Writer-director-star Andrew Cymek shows sufficient promise while wearing 20 hats at once that I’ll give him the benefit of a doubt, but this is a ragged effort as befits one man and a microscopic budget.
Cymek stars as Johnny Morgan, a troubled cop who’s still haunted by the childhood memory of his sister’s abduction by a heinous serial killer known as “The Big Bad Wolf.” Though the killer has been dormant, a recurrence of his modus operandi several years later puts Morgan on the case with a chance to even the score.

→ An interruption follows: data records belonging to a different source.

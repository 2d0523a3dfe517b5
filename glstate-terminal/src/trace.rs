/// Raw call trace parser: `glBindTexture(0x0DE1, 3)` and `glGetError() = 0`
use glstate_core::header::{identifier, integer_literal};
use glstate_core::Arg;
use nom::{
    branch::alt,
    bytes::complete::{is_not, tag, tag_no_case},
    character::complete::{char, digit0, digit1, hex_digit1, one_of, space0},
    combinator::{all_consuming, map, map_res, opt, recognize, value},
    multi::separated_list0,
    sequence::{delimited, pair, preceded, tuple},
    IResult,
};

/// One decoded trace line
#[derive(Debug, Clone, PartialEq)]
pub struct TraceCall {
    pub name: String,
    pub args: Vec<Arg>,
    pub return_value: Option<Arg>,
}

/// Parse a single trace line
pub fn parse_call(line: &str) -> Result<TraceCall, String> {
    match all_consuming(call)(line) {
        Ok((_, call)) => Ok(call),
        Err(e) => Err(format!("Failed to parse trace line: {:?}", e)),
    }
}

fn call(input: &str) -> IResult<&str, TraceCall> {
    let (input, name) = preceded(space0, identifier)(input)?;
    let (input, args) = delimited(
        tuple((space0, char('('), space0)),
        separated_list0(separator, arg),
        tuple((space0, char(')'))),
    )(input)?;
    let (input, return_value) = opt(preceded(tuple((space0, char('='), space0)), arg))(input)?;
    let (input, _) = space0(input)?;

    Ok((
        input,
        TraceCall {
            name: name.to_string(),
            args,
            return_value,
        },
    ))
}

fn separator(input: &str) -> IResult<&str, char> {
    delimited(space0, char(','), space0)(input)
}

fn arg(input: &str) -> IResult<&str, Arg> {
    alt((
        value(Arg::Null, tag("null")),
        value(Arg::Bool(true), tag("true")),
        value(Arg::Bool(false), tag("false")),
        pointer,
        string,
        array,
        float,
        integer,
    ))(input)
}

fn pointer(input: &str) -> IResult<&str, Arg> {
    map_res(preceded(tag_no_case("@0x"), hex_digit1), |digits: &str| {
        usize::from_str_radix(digits, 16).map(Arg::Pointer)
    })(input)
}

fn quoted(input: &str) -> IResult<&str, String> {
    let (input, _) = char('"')(input)?;
    let mut text = String::new();
    let mut input = input;
    loop {
        let (rest, chunk) = opt(is_not("\\\""))(input)?;
        if let Some(chunk) = chunk {
            text.push_str(chunk);
        }
        if let Ok((rest, _)) = char::<_, nom::error::Error<&str>>('"')(rest) {
            return Ok((rest, text));
        }
        let (rest, escaped) = preceded(char('\\'), one_of("\\\"n"))(rest)?;
        text.push(if escaped == 'n' { '\n' } else { escaped });
        input = rest;
    }
}

fn string(input: &str) -> IResult<&str, Arg> {
    map(quoted, Arg::Str)(input)
}

fn array(input: &str) -> IResult<&str, Arg> {
    let (input, items) = delimited(
        pair(char('{'), space0),
        separated_list0(separator, arg),
        pair(space0, char('}')),
    )(input)?;

    let strings: Option<Vec<String>> = items
        .iter()
        .map(|item| match item {
            Arg::Str(text) => Some(text.clone()),
            _ => None,
        })
        .collect();

    Ok(match strings {
        Some(strings) if !strings.is_empty() => (input, Arg::StrArray(strings)),
        _ => (input, Arg::Array(items)),
    })
}

fn exponent(input: &str) -> IResult<&str, &str> {
    recognize(tuple((one_of("eE"), opt(one_of("+-")), digit1)))(input)
}

/// `1.5`, `2.`, `-0.5e2` or `1e5`
fn float(input: &str) -> IResult<&str, Arg> {
    map_res(
        recognize(tuple((
            opt(char('-')),
            digit1,
            alt((
                recognize(tuple((char('.'), digit0, opt(exponent)))),
                exponent,
            )),
        ))),
        |text: &str| text.parse::<f64>().map(Arg::Float),
    )(input)
}

/// Integers take the narrowest of Int, UInt, Long and ULong that holds them
fn integer(input: &str) -> IResult<&str, Arg> {
    map_res(integer_literal, |(negative, magnitude)| {
        let value = if negative {
            -i128::from(magnitude)
        } else {
            i128::from(magnitude)
        };
        if let Ok(value) = i32::try_from(value) {
            Ok(Arg::Int(value))
        } else if let Ok(value) = u32::try_from(value) {
            Ok(Arg::UInt(value))
        } else if let Ok(value) = i64::try_from(value) {
            Ok(Arg::Long(value))
        } else {
            u64::try_from(value).map(Arg::ULong)
        }
    })(input)
}

#[cfg(test)]
mod tests {
    use super::*;

    #[test]
    fn test_parse_simple_call() {
        let call = parse_call("glBindTexture(0x0DE1, 3)").unwrap();
        assert_eq!(call.name, "glBindTexture");
        assert_eq!(call.args, vec![Arg::Int(0x0DE1), Arg::Int(3)]);
        assert_eq!(call.return_value, None);
    }

    #[test]
    fn test_parse_return_value() {
        let call = parse_call("  glGetError ( ) = 0x0500 ").unwrap();
        assert!(call.args.is_empty());
        assert_eq!(call.return_value, Some(Arg::Int(0x0500)));
    }

    #[test]
    fn test_parse_literals() {
        let call = parse_call(
            r#"glTest(null, true, @0x7ffe, "a \"b\"\n", {"x", "y"}, {1, 2.5}, -0.5e2, 0xFFFFFFFF, 0x100000000)"#,
        )
        .unwrap();
        assert_eq!(
            call.args,
            vec![
                Arg::Null,
                Arg::Bool(true),
                Arg::Pointer(0x7ffe),
                Arg::Str("a \"b\"\n".to_string()),
                Arg::StrArray(vec!["x".to_string(), "y".to_string()]),
                Arg::Array(vec![Arg::Int(1), Arg::Float(2.5)]),
                Arg::Float(-50.0),
                Arg::UInt(0xFFFF_FFFF),
                Arg::Long(0x1_0000_0000),
            ]
        );
    }

    #[test]
    fn test_exponent_floats() {
        let call = parse_call("glUniform3d(1e5, -2E-3, 4.e1)").unwrap();
        assert_eq!(
            call.args,
            vec![Arg::Float(1e5), Arg::Float(-2e-3), Arg::Float(40.0)]
        );
    }

    #[test]
    fn test_wide_integers_keep_their_value() {
        let call = parse_call(
            "glClientWaitSync(@0x1, 0, 0xFFFFFFFFFFFFFFFF, -2147483649, 0x8000000000000000)",
        )
        .unwrap();
        assert_eq!(
            call.args,
            vec![
                Arg::Pointer(1),
                Arg::Int(0),
                Arg::ULong(u64::MAX),
                Arg::Long(-2_147_483_649),
                Arg::ULong(0x8000_0000_0000_0000),
            ]
        );
        assert!(parse_call("glTest(-0xFFFFFFFFFFFFFFFF)").is_err());
    }

    #[test]
    fn test_empty_string_and_array() {
        let call = parse_call(r#"glLabel("", {})"#).unwrap();
        assert_eq!(call.args, vec![Arg::Str(String::new()), Arg::Array(vec![])]);
    }

    #[test]
    fn test_reject_garbage() {
        assert!(parse_call("glClear(GL_COLOR_BUFFER_BIT)").is_err());
        assert!(parse_call("not a call").is_err());
    }
}
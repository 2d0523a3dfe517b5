/// Terminal front end: decodes raw Khronos call traces into readable lines
use glstate_core::LogContext;
use log::warn;
use std::io::{self, BufRead, Write};

pub mod options;
pub mod printer;
pub mod trace;

pub use options::TraceOptions;
pub use printer::TracePrinter;
pub use trace::{parse_call, TraceCall};

/// Line counts of a decoding run
#[derive(Debug, Clone, Copy, Default, PartialEq, Eq)]
pub struct TraceSummary {
    pub decoded: usize,
    pub skipped: usize,
}

/// Decode every call in `input` and print it.
///
/// Blank lines and `#` comments are ignored. Lines that do not parse are
/// reported through the printer and counted as skipped.
pub fn run<R: BufRead, W: Write>(
    context: &LogContext,
    input: R,
    printer: &mut TracePrinter<W>,
) -> io::Result<TraceSummary> {
    let mut summary = TraceSummary::default();

    for (index, line) in input.lines().enumerate() {
        let line = line?;
        let text = line.trim();
        if text.is_empty() || text.starts_with('#') {
            continue;
        }

        let formatted = parse_call(text).and_then(|call| {
            context
                .format_command(&call.name, call.return_value.as_ref(), &call.args)
                .map(|formatted| (call.name, formatted))
                .map_err(|e| e.to_string())
        });

        match formatted {
            Ok((name, formatted)) => {
                printer.print_call(&name, &formatted)?;
                summary.decoded += 1;
            }
            Err(message) => {
                warn!("skipping trace line {}: {}", index + 1, message);
                printer.print_error(index + 1, &message)?;
                summary.skipped += 1;
            }
        }
    }

    printer.flush()?;
    Ok(summary)
}
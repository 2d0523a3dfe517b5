/// Command-line options for the trace decoder
use clap::Parser;
use std::path::PathBuf;

#[derive(Parser, Debug, Clone, PartialEq)]
#[command(name = "gltrace")]
#[command(about = "Decode a Khronos API call trace into readable lines")]
pub struct TraceOptions {
    /// Khronos API header the enumeration names are read from
    pub header: PathBuf,

    /// Trace to decode; standard input when absent
    pub trace: Option<PathBuf>,

    /// Log map with command parameter formats and bitmask groups
    #[arg(long = "map", value_name = "LOG_MAP")]
    pub log_map: Option<PathBuf>,

    /// Disable colored command names
    #[arg(long)]
    pub no_color: bool,
}

impl TraceOptions {
    /// Whether command names are highlighted
    pub fn color(&self) -> bool {
        !self.no_color
    }
}
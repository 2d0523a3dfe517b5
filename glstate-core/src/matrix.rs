/// Model matrices and the tagged matrix type accepted by state setters
use std::fmt;

use nalgebra::{Matrix4, Point3, RealField, Vector3};

use crate::error::TransformError;
use crate::projection::ProjectionMatrix;

/// Floating-point precision of a matrix
#[derive(Debug, Clone, Copy, PartialEq, Eq, Hash)]
pub enum Precision {
    Single,
    Double,
}

/// Capability set of a matrix
#[derive(Debug, Clone, Copy, PartialEq, Eq, Hash)]
pub enum MatrixKind {
    Model,
    Projection,
}

/// Concrete matrix type: kind and precision
#[derive(Debug, Clone, Copy, PartialEq, Eq, Hash)]
pub struct MatrixType {
    pub kind: MatrixKind,
    pub precision: Precision,
}

impl MatrixType {
    pub fn model(precision: Precision) -> Self {
        Self {
            kind: MatrixKind::Model,
            precision,
        }
    }

    pub fn projection(precision: Precision) -> Self {
        Self {
            kind: MatrixKind::Projection,
            precision,
        }
    }
}

impl fmt::Display for MatrixType {
    fn fmt(&self, f: &mut fmt::Formatter<'_>) -> fmt::Result {
        let precision = match self.precision {
            Precision::Single => "single-precision",
            Precision::Double => "double-precision",
        };
        let kind = match self.kind {
            MatrixKind::Model => "model",
            MatrixKind::Projection => "projection",
        };
        write!(f, "{} {} matrix", precision, kind)
    }
}

/// Scalar types a transform state can be built on.
///
/// Implemented for `f32` and `f64`; performs the checked narrowing from the
/// tagged [`Matrix`] to the concrete matrix of that precision.
pub trait Scalar: RealField + Copy {
    const PRECISION: Precision;

    fn model_matrix(matrix: &Matrix) -> Option<&ModelMatrix<Self>>;

    fn projection_matrix(matrix: &Matrix) -> Option<&ProjectionMatrix<Self>>;

    fn wrap_model(matrix: ModelMatrix<Self>) -> Matrix;

    fn wrap_projection(matrix: ProjectionMatrix<Self>) -> Matrix;
}

macro_rules! impl_scalar {
    ($scalar:ty, $precision:ident, $model:ident, $projection:ident) => {
        impl Scalar for $scalar {
            const PRECISION: Precision = Precision::$precision;

            fn model_matrix(matrix: &Matrix) -> Option<&ModelMatrix<Self>> {
                match matrix {
                    Matrix::$model(model) => Some(model),
                    _ => None,
                }
            }

            fn projection_matrix(matrix: &Matrix) -> Option<&ProjectionMatrix<Self>> {
                match matrix {
                    Matrix::$projection(projection) => Some(projection),
                    _ => None,
                }
            }

            fn wrap_model(matrix: ModelMatrix<Self>) -> Matrix {
                Matrix::$model(matrix)
            }

            fn wrap_projection(matrix: ProjectionMatrix<Self>) -> Matrix {
                Matrix::$projection(matrix)
            }
        }
    };
}

impl_scalar!(f32, Single, ModelSingle, ProjectionSingle);
impl_scalar!(f64, Double, ModelDouble, ProjectionDouble);

/// Model (or model-view) transform, column-major, OpenGL conventions
#[derive(Debug, Clone, PartialEq)]
pub struct ModelMatrix<T: Scalar> {
    matrix: Matrix4<T>,
}

impl<T: Scalar> ModelMatrix<T> {
    pub fn new(matrix: Matrix4<T>) -> Self {
        Self { matrix }
    }

    pub fn identity() -> Self {
        Self::new(Matrix4::identity())
    }

    /// Create a pure translation
    pub fn from_translation(x: T, y: T, z: T) -> Self {
        Self::new(Matrix4::new_translation(&Vector3::new(x, y, z)))
    }

    pub fn as_matrix(&self) -> &Matrix4<T> {
        &self.matrix
    }

    pub fn into_inner(self) -> Matrix4<T> {
        self.matrix
    }

    pub fn set_identity(&mut self) {
        self.matrix = Matrix4::identity();
    }

    /// Post-multiply by a translation
    pub fn translate(&mut self, x: T, y: T, z: T) {
        self.matrix *= Matrix4::new_translation(&Vector3::new(x, y, z));
    }

    /// Post-multiply by a non-uniform scale
    pub fn scale(&mut self, x: T, y: T, z: T) {
        self.matrix *= Matrix4::new_nonuniform_scaling(&Vector3::new(x, y, z));
    }

    /// Post-multiply by a rotation around X (radians)
    pub fn rotate_x(&mut self, angle: T) {
        self.matrix *= Matrix4::from_axis_angle(&Vector3::x_axis(), angle);
    }

    /// Post-multiply by a rotation around Y (radians)
    pub fn rotate_y(&mut self, angle: T) {
        self.matrix *= Matrix4::from_axis_angle(&Vector3::y_axis(), angle);
    }

    /// Post-multiply by a rotation around Z (radians)
    pub fn rotate_z(&mut self, angle: T) {
        self.matrix *= Matrix4::from_axis_angle(&Vector3::z_axis(), angle);
    }

    /// Compute `self × other`
    pub fn multiply(&self, other: &ModelMatrix<T>) -> ModelMatrix<T> {
        Self::new(self.matrix * other.matrix)
    }

    pub fn inverse(&self) -> Option<ModelMatrix<T>> {
        self.matrix.try_inverse().map(Self::new)
    }

    pub fn transform_point(&self, point: &Point3<T>) -> Point3<T> {
        self.matrix.transform_point(point)
    }

    /// Translation component (last column)
    pub fn position(&self) -> Vector3<T> {
        Vector3::new(self.matrix[(0, 3)], self.matrix[(1, 3)], self.matrix[(2, 3)])
    }
}

impl<T: Scalar> Default for ModelMatrix<T> {
    fn default() -> Self {
        Self::identity()
    }
}

/// A matrix of any supported kind and precision
#[derive(Debug, Clone, PartialEq)]
pub enum Matrix {
    ModelSingle(ModelMatrix<f32>),
    ModelDouble(ModelMatrix<f64>),
    ProjectionSingle(ProjectionMatrix<f32>),
    ProjectionDouble(ProjectionMatrix<f64>),
}

impl Matrix {
    pub fn matrix_type(&self) -> MatrixType {
        match self {
            Matrix::ModelSingle(_) => MatrixType::model(Precision::Single),
            Matrix::ModelDouble(_) => MatrixType::model(Precision::Double),
            Matrix::ProjectionSingle(_) => MatrixType::projection(Precision::Single),
            Matrix::ProjectionDouble(_) => MatrixType::projection(Precision::Double),
        }
    }

    pub fn kind(&self) -> MatrixKind {
        self.matrix_type().kind
    }

    pub fn precision(&self) -> Precision {
        self.matrix_type().precision
    }

    /// Clone into a model matrix of precision `T`, failing on any other type
    pub fn try_model<T: Scalar>(&self, slot: &'static str) -> Result<ModelMatrix<T>, TransformError> {
        T::model_matrix(self)
            .cloned()
            .ok_or(TransformError::TypeMismatch {
                slot,
                expected: MatrixType::model(T::PRECISION),
                found: self.matrix_type(),
            })
    }

    /// Clone into a projection matrix of precision `T`, failing on any other type
    pub fn try_projection<T: Scalar>(
        &self,
        slot: &'static str,
    ) -> Result<ProjectionMatrix<T>, TransformError> {
        T::projection_matrix(self)
            .cloned()
            .ok_or(TransformError::TypeMismatch {
                slot,
                expected: MatrixType::projection(T::PRECISION),
                found: self.matrix_type(),
            })
    }
}

impl<T: Scalar> From<ModelMatrix<T>> for Matrix {
    fn from(matrix: ModelMatrix<T>) -> Self {
        T::wrap_model(matrix)
    }
}

impl<T: Scalar> From<ProjectionMatrix<T>> for Matrix {
    fn from(matrix: ProjectionMatrix<T>) -> Self {
        T::wrap_projection(matrix)
    }
}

Morgan succeeds in capturing the Wolf (Greg Dunham), who is then ensconced in a nearby home for the criminally insane where his va-va-voom girlfriend Jamie (Brigitte Kingsley) works as a psychiatrist.
Also in the loop is the Wolf’s lawyer (Mercedes McNab, from Buffy and Angel), the sinister asylum director Dr. Robert Parker (William B. Davis, the cigarette-smoking man from X-Files), and a colorful assortment of deranged inmates. One night, the power goes out and, sure enough, the patients are soon revolting.
There are a number of wayward plot points that remain unaddressed. What happens to Mr. Jacobs, the gigantic madman who turns insanely violent when he sees the color red? The movie ends with him still on the loose.
Why is there a nine-year-old girl wandering around in a nuthouse filled with cannibals, criminals, perverts, and killers?
To his credit, Cymek manages to keep enough balls in the air to maintain a respectable interest level throughout, and his conception of the insidious Wolf is fairly inspired.
Fans of actor John Rhys-Davies, who gets top billing here, should be emotionally prepared for his speedy exit.